**Data for this exercise:**
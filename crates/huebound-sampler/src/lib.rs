//! # huebound-sampler — bounded-region random colors
//!
//! Samples visually pleasing colors by walking HSB space one component
//! at a time, each step constrained by the previous one:
//!
//! ```text
//! SampleRequest (hue selector, luminosity, seed, count, format)
//!     │
//!     ▼
//! hue.rs:        selector → closed degree interval → hue draw
//!     │
//!     ▼
//! dictionary.rs: hue → color family → saturation range
//!     │
//!     ▼
//! sampler.rs:    saturation draw, then brightness draw under the
//!                family's lower-bounds envelope
//!     │
//!     ▼
//! huebound-color: Hsb → hex / rgb / hsl views
//! ```
//!
//! # Determinism
//!
//! A seeded request is a pure function of its inputs: the random state
//! lives in a [`Sampler`] owned by the call, never in a global, and the
//! [`Dictionary`] is an immutable `static`. Any number of threads may
//! generate concurrently with different seeds.
//!
//! ```
//! use huebound_sampler::{generate, ColorFamily, SampleRequest};
//!
//! let request = SampleRequest::new().with_hue(ColorFamily::Red).with_seed(42);
//! let color = generate(&request).unwrap();
//! assert_eq!(color.to_string(), "#f94f25");
//! ```

// Whole-degree and whole-percent values move between f64 and integers.
#![allow(clippy::cast_precision_loss)]
#![allow(clippy::cast_possible_truncation)]
// Seeded draws must match the reference arithmetic bit for bit; no fma.
#![allow(clippy::suboptimal_flops)]
#![allow(clippy::module_name_repetitions)]

pub mod dictionary;
pub mod error;
pub mod generate;
pub mod hue;
pub mod random;
pub mod request;
pub mod sampler;
pub mod seed;

pub use dictionary::{ColorDefinition, ColorFamily, Dictionary};
pub use error::{Error, Result};
pub use generate::{generate, generate_with, Output};
pub use hue::HueSelector;
pub use request::{Luminosity, SampleRequest};
pub use sampler::Sampler;
pub use seed::Seed;

pub use huebound_color::{ColorFormat, FormattedColor, Hsb, Hsl, Rgb};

**Exercise objective:**
Look through the data above and report every line in which "generate" appears.

**Task output:**
//! generate concurrently with different seeds.
//! use huebound_sampler::{generate, ColorFamily, SampleRequest};
//! let color = generate(&request).unwrap();
pub mod generate;
pub use generate::{generate, generate_with, Output};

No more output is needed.